Source material >>
****

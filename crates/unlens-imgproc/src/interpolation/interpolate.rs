use super::bilinear::bilinear_interpolation;
use super::nearest::nearest_neighbor_interpolation;
use unlens_image::Image;

/// Interpolation mode for the resampling operations
#[derive(Debug, Clone, Copy, PartialEq)]
pub enum InterpolationMode {
    /// Bilinear interpolation
    Bilinear,
    /// Nearest neighbor interpolation
    Nearest,
}

/// Kernel for interpolating a pixel value
///
/// # Arguments
///
/// * `image` - The input image container with shape (height, width, C).
/// * `u` - The x coordinate of the pixel to interpolate.
/// * `v` - The y coordinate of the pixel to interpolate.
/// * `interpolation` - The interpolation mode to use.
///
/// # Returns
///
/// The interpolated pixel values.
pub fn interpolate_pixel<const C: usize>(
    image: &Image<f32, C>,
    u: f32,
    v: f32,
    interpolation: InterpolationMode,
) -> [f32; C] {
    match interpolation {
        InterpolationMode::Bilinear => bilinear_interpolation(image, u, v),
        InterpolationMode::Nearest => nearest_neighbor_interpolation(image, u, v),
    }
}
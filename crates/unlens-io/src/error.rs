/// An error type for the io module.
#[derive(thiserror::Error, Debug)]
pub enum IoError {
    /// Error when the file does not exist.
    #[error("File does not exist: {0}")]
    FileDoesNotExist(std::path::PathBuf),

    /// Invalid file extension.
    #[error("File does not have a valid extension: {0}")]
    InvalidFileExtension(std::path::PathBuf),

    /// Error to open the file.
    #[error("Failed to manipulate the file. {0}")]
    FileError(#[from] std::io::Error),

    /// Error to create the image.
    #[error("Failed to create image. {0}")]
    ImageCreationError(#[from] unlens_image::ImageError),

    /// Error to decode or encode the image.
    #[error("Failed to decode or encode the image. {0}")]
    ImageDecodeError(#[from] image::ImageError),

    /// The decoded image is not an 8-bit grayscale raster.
    #[error("Unsupported image format, expected an 8-bit grayscale raster")]
    UnsupportedImageFormat,

    /// The pixel buffer does not match the declared dimensions.
    #[error("Image buffer does not match its dimensions")]
    InvalidImageBuffer,
}
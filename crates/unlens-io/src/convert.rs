use image::GrayImage;
use unlens_image::{Image, ImageSize};

use crate::error::IoError;

/// Convert a [`GrayImage`] buffer into a mono8 [`Image`].
///
/// The pixel data is copied, so the returned image owns an independent
/// buffer with the same 8-bit samples.
///
/// # Arguments
///
/// * `src` - The grayscale buffer to convert.
///
/// # Returns
///
/// A grayscale image with a single channel (mono8).
pub fn gray_image_to_mono8(src: &GrayImage) -> Result<Image<u8, 1>, IoError> {
    let size = ImageSize {
        width: src.width() as usize,
        height: src.height() as usize,
    };

    Ok(Image::new(size, src.as_raw().clone())?)
}

/// Convert a mono8 [`Image`] into a [`GrayImage`] buffer.
///
/// The pixel data is copied, so the returned buffer is independent of the
/// input image.
///
/// # Arguments
///
/// * `src` - The mono8 image to convert.
///
/// # Returns
///
/// A grayscale buffer with the same 8-bit samples.
pub fn mono8_to_gray_image(src: &Image<u8, 1>) -> Result<GrayImage, IoError> {
    let [width, height]: [u32; 2] = src.size().into();

    GrayImage::from_raw(width, height, src.as_slice().to_vec())
        .ok_or(IoError::InvalidImageBuffer)
}

#[cfg(test)]
mod tests {
    use super::{gray_image_to_mono8, mono8_to_gray_image};
    use crate::error::IoError;
    use image::GrayImage;

    #[test]
    fn round_trip_is_pixel_identical() -> Result<(), IoError> {
        let src = GrayImage::from_fn(7, 5, |x, y| image::Luma([(3 * x + y) as u8]));

        let mono8 = gray_image_to_mono8(&src)?;
        assert_eq!(mono8.size().width, 7);
        assert_eq!(mono8.size().height, 5);

        let back = mono8_to_gray_image(&mono8)?;
        assert_eq!(back.dimensions(), src.dimensions());
        assert_eq!(back.as_raw(), src.as_raw());

        Ok(())
    }

    #[test]
    fn conversion_copies_the_buffer() -> Result<(), IoError> {
        let mut src = GrayImage::from_pixel(2, 2, image::Luma([10]));

        let mono8 = gray_image_to_mono8(&src)?;

        // mutating the source must not affect the converted image
        src.put_pixel(0, 0, image::Luma([99]));
        assert_eq!(mono8.get([0, 0, 0]), Some(&10));

        Ok(())
    }
}
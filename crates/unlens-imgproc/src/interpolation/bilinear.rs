use unlens_image::Image;

/// Kernel for bilinear interpolation
///
/// # Arguments
///
/// * `image` - The input image container.
/// * `u` - The x coordinate of the pixel to interpolate.
/// * `v` - The y coordinate of the pixel to interpolate.
///
/// # Returns
///
/// The interpolated pixel values.
pub(crate) fn bilinear_interpolation<const C: usize>(
    image: &Image<f32, C>,
    u: f32,
    v: f32,
) -> [f32; C] {
    let (rows, cols) = (image.rows(), image.cols());

    let iu = u.trunc() as usize;
    let iv = v.trunc() as usize;

    let iu0 = iu.min(cols - 1);
    let iv0 = iv.min(rows - 1);

    let frac_u = u.fract();
    let frac_v = v.fract();

    let frac_uu = 1.0 - frac_u;
    let frac_vv = 1.0 - frac_v;

    let w00 = frac_uu * frac_vv;
    let w01 = frac_u * frac_vv;
    let w10 = frac_uu * frac_v;
    let w11 = frac_u * frac_v;

    let iu1 = if iu0 + 1 < cols { iu0 + 1 } else { iu0 };
    let iv1 = if iv0 + 1 < rows { iv0 + 1 } else { iv0 };

    let base00 = (iv0 * cols + iu0) * C;
    let base01 = (iv0 * cols + iu1) * C;
    let base10 = (iv1 * cols + iu0) * C;
    let base11 = (iv1 * cols + iu1) * C;

    let data = image.as_slice();

    let p00 = unsafe { data.get_unchecked(base00..base00 + C) };
    let p01 = unsafe { data.get_unchecked(base01..base01 + C) };
    let p10 = unsafe { data.get_unchecked(base10..base10 + C) };
    let p11 = unsafe { data.get_unchecked(base11..base11 + C) };

    let mut pixel = [0.0; C];
    for k in 0..C {
        pixel[k] = p00[k] * w00 + p01[k] * w01 + p10[k] * w10 + p11[k] * w11;
    }

    pixel
}

#[cfg(test)]
mod tests {
    use unlens_image::{Image, ImageError, ImageSize};

    #[test]
    fn bilinear_midpoint() -> Result<(), ImageError> {
        let image = Image::<f32, 1>::new(
            ImageSize {
                width: 2,
                height: 2,
            },
            vec![0.0, 1.0, 2.0, 3.0],
        )?;

        let pixel = super::bilinear_interpolation(&image, 0.5, 0.5);
        assert!((pixel[0] - 1.5).abs() < 1e-6);

        Ok(())
    }

    #[test]
    fn bilinear_exact_grid_point() -> Result<(), ImageError> {
        let image = Image::<f32, 1>::new(
            ImageSize {
                width: 2,
                height: 2,
            },
            vec![0.0, 1.0, 2.0, 3.0],
        )?;

        let pixel = super::bilinear_interpolation(&image, 1.0, 1.0);
        assert!((pixel[0] - 3.0).abs() < 1e-6);

        Ok(())
    }
}
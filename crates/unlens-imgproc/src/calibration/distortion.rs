use crate::interpolation::grid::meshgrid_from_fn;
use ndarray::{Array1, Array2};
use unlens_image::{ImageError, ImageSize};

/// Represents the radial-tangential distortion parameters of a camera.
///
/// The coefficients describe the forward model, mapping ideal (undistorted)
/// pixel coordinates to their observed (distorted) locations.
///
/// # Fields
///
/// * `k1` - The first radial distortion coefficient
/// * `k2` - The second radial distortion coefficient
/// * `p1` - The first tangential distortion coefficient
/// * `p2` - The second tangential distortion coefficient
#[derive(Clone, Copy, Debug, PartialEq)]
pub struct RadialTangentialDistortion {
    /// The first radial distortion coefficient
    pub k1: f64,
    /// The second radial distortion coefficient
    pub k2: f64,
    /// The first tangential distortion coefficient
    pub p1: f64,
    /// The second tangential distortion coefficient
    pub p2: f64,
}

impl RadialTangentialDistortion {
    /// Build the distortion parameters from a coefficient vector.
    ///
    /// The vector is read in the `[k1, k2, p1, p2]` layout; missing trailing
    /// coefficients are treated as zero.
    pub fn from_coeffs(dist_coeffs: &Array1<f64>) -> Self {
        Self {
            k1: dist_coeffs.get(0).copied().unwrap_or(0.0),
            k2: dist_coeffs.get(1).copied().unwrap_or(0.0),
            p1: dist_coeffs.get(2).copied().unwrap_or(0.0),
            p2: dist_coeffs.get(3).copied().unwrap_or(0.0),
        }
    }
}

/// Distort a point using the radial-tangential model.
///
/// # Arguments
///
/// * `x` - The x coordinate of the point in pixels
/// * `y` - The y coordinate of the point in pixels
/// * `fx` - The focal length in the x direction
/// * `fy` - The focal length in the y direction
/// * `cx` - The x coordinate of the principal point
/// * `cy` - The y coordinate of the principal point
/// * `distortion` - The distortion parameters of the camera
///
/// # Returns
///
/// The pixel coordinates of the distorted point.
pub fn distort_point(
    x: f64,
    y: f64,
    fx: f64,
    fy: f64,
    cx: f64,
    cy: f64,
    distortion: &RadialTangentialDistortion,
) -> (f64, f64) {
    let (k1, k2, p1, p2) = (distortion.k1, distortion.k2, distortion.p1, distortion.p2);

    // normalize the coordinates
    let x = (x - cx) / fx;
    let y = (y - cy) / fy;

    // calculate the radial distance
    let r2 = x * x + y * y;

    // radial distortion
    let kr = 1.0 + k1 * r2 + k2 * r2 * r2;

    // tangential distortion
    let xd = x * kr + 2.0 * p1 * x * y + p2 * (r2 + 2.0 * x * x);
    let yd = y * kr + p1 * (r2 + 2.0 * y * y) + 2.0 * p2 * x * y;

    // denormalize the coordinates
    let xdst = fx * xd + cx;
    let ydst = fy * yd + cy;

    (xdst, ydst)
}

/// Generate the undistortion map for the radial-tangential model.
///
/// For every pixel of the corrected output image the map holds the
/// coordinates of the distorted source pixel to sample from.
///
/// # Arguments
///
/// * `fx` - The focal length in the x direction
/// * `fy` - The focal length in the y direction
/// * `cx` - The x coordinate of the principal point
/// * `cy` - The y coordinate of the principal point
/// * `distortion` - The distortion parameters of the camera
/// * `size` - The size of the image
///
/// # Returns
///
/// * `map_x` - The x map for undistorting the image
/// * `map_y` - The y map for undistorting the image
pub fn generate_correction_map(
    fx: f64,
    fy: f64,
    cx: f64,
    cy: f64,
    distortion: &RadialTangentialDistortion,
    size: &ImageSize,
) -> Result<(Array2<f32>, Array2<f32>), ImageError> {
    // create a grid of x and y coordinates for the output image
    // and interpolate the values from the input image.
    let (dst_rows, dst_cols) = (size.height, size.width);
    let (map_x, map_y) = meshgrid_from_fn(dst_cols, dst_rows, |x, y| {
        let (xdst, ydst) = distort_point(x as f64, y as f64, fx, fy, cx, cy, distortion);
        Ok((xdst as f32, ydst as f32))
    })?;

    Ok((map_x, map_y))
}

****

Directions >> Count the lines in the listing that hold the word "Kernel", then give the number and nothing else.

Solution below >> 2